* Recorded information *
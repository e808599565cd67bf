//! Carousel: slide index state, the autoplay timer and the mounted
//! component tying both to a slide collection.

pub mod autoplay;
pub mod controller;
pub mod view;

use std::sync::Arc;
use std::time::Duration;

use parking_lot::Mutex;
use tokio::runtime::Handle;
use tracing::debug;
use vitrine_config::CarouselConfig;
use vitrine_model::{LoopMode, Slide};

pub use autoplay::AutoplayTimer;
pub use controller::{SlideIndexController, SlideObserver};
pub use view::{
    Arrows, CarouselView, EMPTY_PLACEHOLDER, Indicator, PlayPauseButton,
};

use crate::error::{CoreError, Result};

#[derive(Debug, Clone, PartialEq, Eq)]
pub struct CarouselOptions {
    pub autoplay: bool,
    pub autoplay_interval: Duration,
    pub show_indicators: bool,
    pub show_arrows: bool,
    pub loop_mode: LoopMode,
    pub height: String,
}

impl Default for CarouselOptions {
    fn default() -> Self {
        Self::from(&CarouselConfig::default())
    }
}

impl From<&CarouselConfig> for CarouselOptions {
    fn from(config: &CarouselConfig) -> Self {
        Self {
            autoplay: config.autoplay,
            autoplay_interval: config.autoplay_interval(),
            show_indicators: config.show_indicators,
            show_arrows: config.show_arrows,
            loop_mode: config.loop_mode(),
            height: config.height.clone(),
        }
    }
}

impl CarouselOptions {
    #[must_use]
    pub fn autoplay(mut self, interval: Duration) -> Self {
        self.autoplay = true;
        self.autoplay_interval = interval;
        self
    }

    #[must_use]
    pub fn loop_mode(mut self, loop_mode: LoopMode) -> Self {
        self.loop_mode = loop_mode;
        self
    }

    #[must_use]
    pub fn height(mut self, height: impl Into<String>) -> Self {
        self.height = height.into();
        self
    }
}

/// A mounted carousel.
///
/// Owns the slides and the autoplay timer; the index state is shared with
/// the timer task. Dropping the carousel releases the timer.
#[derive(Debug)]
pub struct Carousel<C> {
    slides: Vec<Slide<C>>,
    options: CarouselOptions,
    state: Arc<Mutex<SlideIndexController>>,
    timer: Option<AutoplayTimer>,
    runtime: Option<Handle>,
}

impl<C> Carousel<C> {
    /// Mount with the index at zero. Starting in the playing state needs a
    /// tokio runtime; without one this fails with [`CoreError::NoRuntime`].
    pub fn mount(
        slides: Vec<Slide<C>>,
        options: CarouselOptions,
    ) -> Result<Self> {
        Self::mount_inner(slides, options, None)
    }

    /// Mount and report every index change to `observer`.
    ///
    /// The observer runs while the index state is locked and must not call
    /// back into the carousel.
    pub fn mount_with_observer<F>(
        slides: Vec<Slide<C>>,
        options: CarouselOptions,
        observer: F,
    ) -> Result<Self>
    where
        F: FnMut(usize) + Send + 'static,
    {
        Self::mount_inner(slides, options, Some(Box::new(observer)))
    }

    fn mount_inner(
        slides: Vec<Slide<C>>,
        options: CarouselOptions,
        observer: Option<SlideObserver>,
    ) -> Result<Self> {
        let mut controller =
            SlideIndexController::new(slides.len(), options.loop_mode);
        controller.set_observer(observer);

        let mut carousel = Self {
            slides,
            state: Arc::new(Mutex::new(controller)),
            timer: None,
            runtime: Handle::try_current().ok(),
            options,
        };

        debug!(
            slides = carousel.slides.len(),
            autoplay = carousel.options.autoplay,
            "carousel mounted"
        );

        if carousel.options.autoplay {
            carousel.play()?;
        }
        Ok(carousel)
    }

    pub fn options(&self) -> &CarouselOptions {
        &self.options
    }

    pub fn slides(&self) -> &[Slide<C>] {
        &self.slides
    }

    pub fn len(&self) -> usize {
        self.slides.len()
    }

    pub fn is_empty(&self) -> bool {
        self.slides.is_empty()
    }

    pub fn current_index(&self) -> usize {
        self.state.lock().current_index()
    }

    pub fn current_slide(&self) -> Option<&Slide<C>> {
        self.slides.get(self.current_index())
    }

    pub fn is_playing(&self) -> bool {
        self.state.lock().is_playing()
    }

    /// Whether an autoplay timer task is currently held.
    pub fn has_timer(&self) -> bool {
        self.timer.is_some()
    }

    pub fn can_go_previous(&self) -> bool {
        self.state.lock().can_go_previous()
    }

    pub fn can_go_next(&self) -> bool {
        self.state.lock().can_go_next()
    }

    pub fn next(&mut self) -> Option<usize> {
        self.state.lock().advance()
    }

    pub fn previous(&mut self) -> Option<usize> {
        self.state.lock().retreat()
    }

    pub fn go_to(&mut self, index: usize) -> Option<usize> {
        self.state.lock().go_to(index)
    }

    /// Start autoplay. Returns `Ok(false)` when there is nothing to do
    /// (already playing, or fewer than two slides).
    pub fn play(&mut self) -> Result<bool> {
        {
            let state = self.state.lock();
            if state.is_playing() || !state.can_autoplay() {
                return Ok(false);
            }
        }

        let runtime = match &self.runtime {
            Some(handle) => handle.clone(),
            None => {
                let handle =
                    Handle::try_current().map_err(|_| CoreError::NoRuntime)?;
                self.runtime = Some(handle.clone());
                handle
            }
        };

        let Some(epoch) = self.state.lock().play() else {
            return Ok(false);
        };
        self.timer = Some(AutoplayTimer::spawn(
            &runtime,
            Arc::clone(&self.state),
            epoch,
            self.options.autoplay_interval,
        ));
        Ok(true)
    }

    /// Stop autoplay and release the timer. Returns whether it was playing.
    pub fn pause(&mut self) -> bool {
        let paused = self.state.lock().pause();
        if let Some(timer) = self.timer.take() {
            timer.stop();
        }
        paused
    }

    /// Flip between playing and paused; returns the new playing state.
    pub fn toggle_play_pause(&mut self) -> Result<bool> {
        if self.is_playing() {
            self.pause();
            Ok(false)
        } else {
            self.play()
        }
    }

    /// Swap the slide collection. The index is pulled back into range and
    /// autoplay stops when fewer than two slides remain.
    pub fn set_slides(&mut self, slides: Vec<Slide<C>>) {
        let still_playing = {
            let mut state = self.state.lock();
            state.set_len(slides.len());
            state.is_playing()
        };
        self.slides = slides;
        if !still_playing {
            self.timer = None;
        }
    }

    pub fn view(&self) -> CarouselView {
        let state = self.state.lock();
        let len = self.slides.len();
        let current = state.current_index();
        let multiple = len > 1;

        CarouselView {
            height: self.options.height.clone(),
            slide_keys: self.slides.iter().map(|s| s.key.clone()).collect(),
            current_index: current,
            placeholder: (len == 0).then_some(EMPTY_PLACEHOLDER),
            arrows: (self.options.show_arrows && multiple).then(|| Arrows {
                previous_enabled: state.can_go_previous(),
                next_enabled: state.can_go_next(),
            }),
            indicators: if self.options.show_indicators && multiple {
                (0..len).map(|i| Indicator::new(i, i == current)).collect()
            } else {
                Vec::new()
            },
            play_pause: (self.options.autoplay && multiple)
                .then(|| PlayPauseButton::new(state.is_playing())),
        }
    }
}

#[cfg(test)]
mod tests {
    use super::*;

    fn slides(n: usize) -> Vec<Slide<String>> {
        (0..n).map(|i| Slide::new(i, format!("slide {i}"))).collect()
    }

    #[test]
    fn mount_without_autoplay_needs_no_runtime() {
        let mut carousel =
            Carousel::mount(slides(3), CarouselOptions::default()).unwrap();
        assert!(!carousel.is_playing());
        assert_eq!(carousel.next(), Some(1));
        assert_eq!(carousel.current_slide().unwrap().content, "slide 1");
    }

    #[test]
    fn autoplay_outside_a_runtime_is_an_error() {
        let options =
            CarouselOptions::default().autoplay(Duration::from_millis(500));
        let err = Carousel::mount(slides(3), options).unwrap_err();
        assert!(matches!(err, CoreError::NoRuntime));
    }

    #[test]
    fn single_slide_autoplay_is_ignored_even_without_runtime() {
        let options =
            CarouselOptions::default().autoplay(Duration::from_millis(500));
        let carousel = Carousel::mount(slides(1), options).unwrap();
        assert!(!carousel.is_playing());
        assert!(!carousel.has_timer());
        assert!(carousel.view().play_pause.is_none());
    }

    #[test]
    fn empty_carousel_renders_placeholder() {
        let carousel =
            Carousel::<String>::mount(Vec::new(), CarouselOptions::default())
                .unwrap();
        let view = carousel.view();
        assert_eq!(view.placeholder, Some(EMPTY_PLACEHOLDER));
        assert!(view.arrows.is_none());
        assert!(view.indicators.is_empty());
        assert_eq!(view.to_text(), "No items to display");
    }

    #[test]
    fn view_reflects_navigation() {
        let mut carousel =
            Carousel::mount(slides(3), CarouselOptions::default()).unwrap();
        carousel.go_to(2);
        let view = carousel.view();
        assert_eq!(view.current_index, 2);
        assert_eq!(
            view.arrows,
            Some(Arrows {
                previous_enabled: true,
                next_enabled: false
            })
        );
        assert_eq!(view.indicators.iter().filter(|i| i.active).count(), 1);
        assert!(view.indicators[2].active);
        assert_eq!(view.to_text(), "‹ ○ ○ ● ·");
    }
}
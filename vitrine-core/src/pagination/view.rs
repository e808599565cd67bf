//! Layout of a pagination bar for a given variant and toggle set.

use serde::Serialize;
use vitrine_config::{PaginationConfig, PaginationDisplay};
use vitrine_model::{ControlSize, PageLabel, PaginationVariant};

use super::controller::PaginationController;
use crate::styles::{PageButtonStyle, page_button_style};
use crate::theme::ThemeTokens;

pub const QUICK_JUMP_LABEL: &str = "Go to:";

#[derive(Debug, Clone, Copy, PartialEq, Eq, Serialize)]
#[serde(rename_all = "lowercase")]
pub enum NavKind {
    First,
    Previous,
    Next,
    Last,
}

impl NavKind {
    /// Button text. The minimal variant spells out previous/next.
    pub fn label(self, variant: PaginationVariant) -> &'static str {
        match (self, variant) {
            (NavKind::Previous, PaginationVariant::Minimal) => "Previous",
            (NavKind::Next, PaginationVariant::Minimal) => "Next",
            (NavKind::First, _) => "⟨⟨",
            (NavKind::Previous, _) => "⟨",
            (NavKind::Next, _) => "⟩",
            (NavKind::Last, _) => "⟩⟩",
        }
    }
}

#[derive(Debug, Clone, PartialEq, Eq, Serialize)]
pub struct NavButton {
    pub kind: NavKind,
    pub label: &'static str,
    /// Page the button leads to.
    pub target: usize,
    pub disabled: bool,
}

#[derive(Debug, Clone, PartialEq, Eq, Serialize)]
pub struct PageButton {
    pub label: PageLabel,
    pub active: bool,
}

#[derive(Debug, Clone, PartialEq, Eq, Serialize)]
pub struct PageSizeSelector {
    pub options: Vec<usize>,
    pub selected: usize,
}

/// Everything a renderer needs to draw one pagination bar.
#[derive(Debug, Clone, PartialEq, Serialize)]
pub struct PaginationView {
    pub variant: PaginationVariant,
    pub size: ControlSize,
    pub gap: u16,
    pub page_info: Option<String>,
    pub page_size_selector: Option<PageSizeSelector>,
    pub first: Option<NavButton>,
    pub previous: Option<NavButton>,
    pub pages: Vec<PageButton>,
    /// "Page X of Y", minimal variant only.
    pub summary: Option<String>,
    pub next: Option<NavButton>,
    pub last: Option<NavButton>,
    pub quick_jump: bool,
    pub button: PageButtonStyle,
    pub active_button: PageButtonStyle,
}

impl PaginationView {
    /// Lay out the bar. The minimal variant renders nothing for a single
    /// page.
    pub fn build(
        controller: &PaginationController,
        variant: PaginationVariant,
        size: ControlSize,
        display: &PaginationDisplay,
        tokens: &ThemeTokens,
    ) -> Option<Self> {
        let minimal = variant == PaginationVariant::Minimal;
        if minimal && controller.total_pages() <= 1 {
            return None;
        }

        let current = controller.current_page();
        let total = controller.total_pages();

        let nav = |kind: NavKind, target: usize, enabled: bool| NavButton {
            kind,
            label: kind.label(variant),
            target,
            disabled: !enabled,
        };

        let show_first_last = display.show_first_last && !minimal;
        let show_prev_next = display.show_prev_next;

        let pages = if minimal {
            Vec::new()
        } else {
            controller
                .labels()
                .into_iter()
                .map(|label| PageButton {
                    active: label.page() == Some(current),
                    label,
                })
                .collect()
        };

        let page_size_selector = (display.show_items_per_page
            && controller.has_items_per_page_handler()
            && variant == PaginationVariant::Default)
            .then(|| PageSizeSelector {
                options: controller.items_per_page_options().to_vec(),
                selected: controller.items_per_page(),
            });

        Some(Self {
            variant,
            size,
            gap: if variant == PaginationVariant::Compact { 8 } else { 16 },
            page_info: (display.show_page_info && !minimal)
                .then(|| controller.page_info())
                .flatten(),
            page_size_selector,
            first: show_first_last.then(|| {
                nav(NavKind::First, 1, controller.can_go_first())
            }),
            previous: show_prev_next.then(|| {
                nav(
                    NavKind::Previous,
                    current.saturating_sub(1),
                    controller.can_go_previous(),
                )
            }),
            pages,
            summary: minimal.then(|| format!("Page {current} of {total}")),
            next: show_prev_next.then(|| {
                nav(
                    NavKind::Next,
                    current.saturating_add(1),
                    controller.can_go_next(),
                )
            }),
            last: show_first_last.then(|| {
                nav(NavKind::Last, total, controller.can_go_last())
            }),
            quick_jump: variant == PaginationVariant::Default,
            button: page_button_style(tokens, size, false),
            active_button: page_button_style(tokens, size, true),
        })
    }

    pub fn from_config(
        controller: &PaginationController,
        config: &PaginationConfig,
        tokens: &ThemeTokens,
    ) -> Option<Self> {
        Self::build(
            controller,
            config.variant,
            config.size,
            &config.display,
            tokens,
        )
    }

    /// Single-line plain-text rendering. The active page is bracketed and
    /// disabled navigation is dropped.
    pub fn to_text(&self) -> String {
        fn push_nav(button: &Option<NavButton>, parts: &mut Vec<String>) {
            if let Some(button) = button.as_ref().filter(|b| !b.disabled) {
                parts.push(button.label.to_string());
            }
        }

        let mut parts: Vec<String> = Vec::new();

        push_nav(&self.first, &mut parts);
        push_nav(&self.previous, &mut parts);
        for page in &self.pages {
            if page.active {
                parts.push(format!("[{}]", page.label));
            } else {
                parts.push(page.label.to_string());
            }
        }
        if let Some(summary) = &self.summary {
            parts.push(summary.clone());
        }
        push_nav(&self.next, &mut parts);
        push_nav(&self.last, &mut parts);

        let mut line = parts.join(" ");
        if let Some(info) = &self.page_info {
            line = format!("{info} | {line}");
        }
        if let Some(selector) = &self.page_size_selector {
            line.push_str(&format!(" | {} / page", selector.selected));
        }
        if self.quick_jump {
            line.push_str(&format!(" | {QUICK_JUMP_LABEL}"));
        }
        line
    }
}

* What is required *
Each line from the top of the records down to the one with "use tracing::debug;" must be retyped exactly; include both ends and nothing else.

* Answer box *
repository e808599565cd67bf
//! Carousel: slide index state, the autoplay timer and the mounted
//! component tying both to a slide collection.

pub mod autoplay;
pub mod controller;
pub mod view;

use std::sync::Arc;
use std::time::Duration;

use parking_lot::Mutex;
use tokio::runtime::Handle;
use tracing::debug;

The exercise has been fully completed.